Margot R. Challborn
Margot is thrilled to join the School of Disability Studies as the Ethel Louise Armstrong Post-Doctoral Fellow. Her doctoral research, in the Department of Political Science (University of Alberta), examined the governance of intimate life in Canada via expansions to legal parentage for polyconjugal families. In her dissertation, Complicated Love: Parentage, Conjugality, and Family Diversity in Canada, she argued that current reforms to legal parentage, and judicial decisions surrounding poly-conjugal multi-parentage recognition, still adhere to the hetero/homo-normative, monogamous (or “monogamish”), nuclear family form. Moreover, the expansion of multi-parentage in some contexts is made possible by the ongoing criminalization of the deviant, racialized, polygamous “other”.
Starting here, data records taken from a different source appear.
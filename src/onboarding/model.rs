//! User profile and onboarding data models.
//!
//! Field names follow the camelCase documents shared with the web client.

use chrono::{DateTime, Utc};
use serde::{Deserialize, Serialize};
use serde_json::Value;

use super::steps::OnboardingStep;

/// Primary goal picked during onboarding.
#[derive(Debug, Clone, Copy, Default, Serialize, Deserialize, PartialEq, Eq)]
#[serde(rename_all = "snake_case")]
pub enum FitnessGoal {
    WeightLoss,
    MuscleGain,
    Strength,
    Endurance,
    Flexibility,
    #[default]
    GeneralFitness,
}

/// Self-reported training experience.
#[derive(Debug, Clone, Copy, Default, Serialize, Deserialize, PartialEq, Eq)]
#[serde(rename_all = "snake_case")]
pub enum FitnessLevel {
    #[default]
    Beginner,
    Intermediate,
    Advanced,
}

/// Equipment the user has access to.
#[derive(Debug, Clone, Copy, Serialize, Deserialize, PartialEq, Eq)]
#[serde(rename_all = "snake_case")]
pub enum Equipment {
    #[serde(rename = "none")]
    BodyweightOnly,
    Dumbbells,
    Barbell,
    Kettlebells,
    ResistanceBands,
    PullUpBar,
    Bench,
    CardioMachines,
    FullGym,
}

/// When the user prefers to train.
#[derive(Debug, Clone, Copy, Default, Serialize, Deserialize, PartialEq, Eq)]
#[serde(rename_all = "snake_case")]
pub enum PreferredTime {
    Morning,
    Afternoon,
    Evening,
    #[default]
    Flexible,
}

#[derive(Debug, Clone, Default, Serialize, Deserialize, PartialEq)]
#[serde(rename_all = "camelCase")]
pub struct Demographics {
    #[serde(default, skip_serializing_if = "Option::is_none")]
    pub age: Option<u32>,
    #[serde(default, skip_serializing_if = "Option::is_none")]
    pub gender: Option<String>,
    #[serde(default, skip_serializing_if = "Option::is_none")]
    pub height_cm: Option<f64>,
    #[serde(default, skip_serializing_if = "Option::is_none")]
    pub weight_kg: Option<f64>,
}

/// Optional body measurements and targets.
#[derive(Debug, Clone, Default, Serialize, Deserialize, PartialEq)]
#[serde(rename_all = "camelCase")]
pub struct Measurements {
    #[serde(default, skip_serializing_if = "Option::is_none")]
    pub target_weight_kg: Option<f64>,
    #[serde(default, skip_serializing_if = "Option::is_none")]
    pub body_fat_percent: Option<f64>,
    #[serde(default, skip_serializing_if = "Option::is_none")]
    pub waist_cm: Option<f64>,
    #[serde(default, skip_serializing_if = "Option::is_none")]
    pub chest_cm: Option<f64>,
    #[serde(default, skip_serializing_if = "Option::is_none")]
    pub hips_cm: Option<f64>,
}

#[derive(Debug, Clone, Serialize, Deserialize, PartialEq, Eq)]
#[serde(rename_all = "camelCase")]
pub struct SchedulePreference {
    pub days_per_week: u32,
    pub session_minutes: u32,
    #[serde(default)]
    pub preferred_time: PreferredTime,
}

impl Default for SchedulePreference {
    fn default() -> Self {
        Self {
            days_per_week: 3,
            session_minutes: 45,
            preferred_time: PreferredTime::default(),
        }
    }
}

/// The full onboarding record written on completion.
///
/// Stored on the user's profile under `onboardingData`.
#[derive(Debug, Clone, Default, Serialize, Deserialize, PartialEq)]
#[serde(rename_all = "camelCase")]
pub struct OnboardingData {
    #[serde(default)]
    pub demographics: Demographics,
    #[serde(default)]
    pub fitness_goal: FitnessGoal,
    #[serde(default)]
    pub fitness_level: FitnessLevel,
    #[serde(default)]
    pub measurements: Measurements,
    #[serde(default)]
    pub equipment_access: Vec<Equipment>,
    #[serde(default)]
    pub schedule_preference: SchedulePreference,
    #[serde(default, skip_serializing_if = "Option::is_none")]
    pub selected_plan_id: Option<String>,
    #[serde(
        default,
        with = "crate::timestamp::optional",
        skip_serializing_if = "Option::is_none"
    )]
    pub completed_at: Option<DateTime<Utc>>,
}

/// Partial answers auto-saved while the wizard is in progress.
///
/// Stored on the user's profile under `onboardingProgress`.
#[derive(Debug, Clone, Serialize, Deserialize, PartialEq)]
#[serde(rename_all = "camelCase")]
pub struct OnboardingProgress {
    /// Step the user was on when the answers were saved.
    #[serde(default)]
    pub current_step: OnboardingStep,
    /// Answers collected so far, keyed by the client's form field names.
    #[serde(default = "empty_object")]
    pub answers: Value,
    #[serde(with = "crate::timestamp::required")]
    pub saved_at: DateTime<Utc>,
}

fn empty_object() -> Value {
    Value::Object(Default::default())
}

impl OnboardingProgress {
    pub fn new(current_step: OnboardingStep) -> Self {
        Self {
            current_step,
            answers: empty_object(),
            saved_at: Utc::now(),
        }
    }

    /// Merge a step's answers (a JSON object) into the collected answers.
    ///
    /// Non-object input is ignored.
    pub fn record_answers(&mut self, step_answers: Value) {
        let Value::Object(incoming) = step_answers else {
            return;
        };
        if !self.answers.is_object() {
            self.answers = empty_object();
        }
        if let Some(answers) = self.answers.as_object_mut() {
            answers.extend(incoming);
        }
        self.saved_at = Utc::now();
    }

    /// Advance to the next step. Returns an error if already at the terminal step.
    pub fn advance(&mut self) -> Result<OnboardingStep, String> {
        let next = self
            .current_step
            .next()
            .ok_or_else(|| "Already at terminal step".to_string())?;
        if !self.current_step.can_transition_to(next) {
            return Err(format!(
                "Cannot transition from {} to {}",
                self.current_step, next
            ));
        }
        self.current_step = next;
        self.saved_at = Utc::now();
        Ok(next)
    }

    /// Go back one step. Returns an error at the first or terminal step.
    pub fn back(&mut self) -> Result<OnboardingStep, String> {
        let previous = self
            .current_step
            .previous()
            .ok_or_else(|| format!("Cannot go back from {}", self.current_step))?;
        self.current_step = previous;
        self.saved_at = Utc::now();
        Ok(previous)
    }
}

/// The onboarding-relevant slice of a user's profile document.
///
/// Unknown profile fields (email, display name, ...) are ignored.
#[derive(Debug, Clone, Default, Serialize, Deserialize, PartialEq)]
#[serde(rename_all = "camelCase")]
pub struct UserProfile {
    #[serde(default)]
    pub onboarding_completed: bool,
    #[serde(default, skip_serializing_if = "Option::is_none")]
    pub onboarding_data: Option<OnboardingData>,
    #[serde(default, skip_serializing_if = "Option::is_none")]
    pub onboarding_progress: Option<OnboardingProgress>,
}

/// Profile field names written by the onboarding operations.
pub mod profile_fields {
    pub const ONBOARDING_COMPLETED: &str = "onboardingCompleted";
    pub const ONBOARDING_DATA: &str = "onboardingData";
    pub const ONBOARDING_PROGRESS: &str = "onboardingProgress";
    pub const UPDATED_AT: &str = "updatedAt";
}

#[cfg(test)]
mod tests {
    use serde_json::json;

    use super::*;

    #[test]
    fn profile_tolerates_missing_and_unknown_fields() {
        let profile: UserProfile =
            serde_json::from_value(json!({"email": "a@b.c", "displayName": "A"})).unwrap();
        assert!(!profile.onboarding_completed);
        assert!(profile.onboarding_data.is_none());
        assert!(profile.onboarding_progress.is_none());
    }

    #[test]
    fn null_progress_reads_as_none() {
        let profile: UserProfile = serde_json::from_value(json!({
            "onboardingCompleted": true,
            "onboardingProgress": null
        }))
        .unwrap();
        assert!(profile.onboarding_completed);
        assert!(profile.onboarding_progress.is_none());
    }

    #[test]
    fn onboarding_data_uses_client_field_names() {
        let data = OnboardingData {
            fitness_goal: FitnessGoal::MuscleGain,
            equipment_access: vec![Equipment::Dumbbells, Equipment::PullUpBar],
            selected_plan_id: Some("plan-1".to_string()),
            ..Default::default()
        };
        let value = serde_json::to_value(&data).unwrap();

        assert_eq!(value["fitnessGoal"], "muscle_gain");
        assert_eq!(value["equipmentAccess"], json!(["dumbbells", "pull_up_bar"]));
        assert_eq!(value["selectedPlanId"], "plan-1");
        assert_eq!(value["schedulePreference"]["daysPerWeek"], 3);
        // Unset completion time is omitted entirely
        assert!(value.get("completedAt").is_none());
    }

    #[test]
    fn completed_at_accepts_firestore_timestamps() {
        let data: OnboardingData = serde_json::from_value(json!({
            "completedAt": {"seconds": 1_700_000_000, "nanoseconds": 0}
        }))
        .unwrap();
        assert_eq!(data.completed_at.unwrap().timestamp(), 1_700_000_000);
        assert_eq!(data.fitness_level, FitnessLevel::Beginner);
    }

    #[test]
    fn progress_records_and_advances() {
        let mut progress = OnboardingProgress::new(OnboardingStep::Welcome);
        progress.record_answers(json!({"age": 31}));
        progress.record_answers(json!({"gender": "female"}));
        progress.record_answers(json!("not an object"));

        assert_eq!(progress.answers, json!({"age": 31, "gender": "female"}));

        assert_eq!(progress.advance().unwrap(), OnboardingStep::Demographics);
        assert_eq!(progress.back().unwrap(), OnboardingStep::Welcome);
        assert!(progress.back().is_err());
    }

    #[test]
    fn progress_cannot_advance_past_complete() {
        let mut progress = OnboardingProgress::new(OnboardingStep::PlanSelection);
        assert_eq!(progress.advance().unwrap(), OnboardingStep::Complete);
        assert!(progress.advance().is_err());
        assert!(progress.back().is_err());
    }

    #[test]
    fn progress_rejects_bad_saved_at() {
        let err = serde_json::from_value::<OnboardingProgress>(json!({
            "currentStep": "goals",
            "savedAt": "whenever"
        }))
        .unwrap_err();
        assert!(err.to_string().contains("invalid timestamp"));
    }
}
At the School of Disability Studies, Margot is eager to begin her next project, titled Madness, bodily autonomy, and citizenship: the “choice” of Medical Assistance in Dying in Canada. While her doctoral research focuses on the governance of intimate life via parentage and spousal relationships, her postdoctoral research shifts the focus of relationships with others to one’s relationship with death (and thus also, to life). In this way, she extends her current focus on queer, critical race, and feminist approaches to intimacy and governance, to the intersections of intimacy, race, and ability. Margot’s work emerges from her lived experience as a queer, mad-identified, woman of colour.
Teaching interests:
- Critical disability and mad studies
- Madness and MAiD legislation
- Intimacy, kinship, parentage
- Settler colonialism
- Critical race theory
- Gender and sexuality
- Gender and politics
- Canadian politics
- Madness, bodily autonomy, and citizenship: the “choice” of Medical Assistance in Dying in Canada
Journal articles:
- Challborn, M. R., & Harder, L. (2019). Sex and the genuine marriage: consummation and conjugality in Canadian citizenship. Citizenship Studies, 23(5), 407-423.
Under review:
- Challborn, M.R. Polyamory and legal parentage in Canada: the possibilities C.C. (Re) and BCSC 767 for expanding conceptions of kinship.
Non-refereed:
- Challborn, M.R. “Why and How Cities Matter to Early Learning and Care,” Edmonton Council for Early Learning and Care. October 2021.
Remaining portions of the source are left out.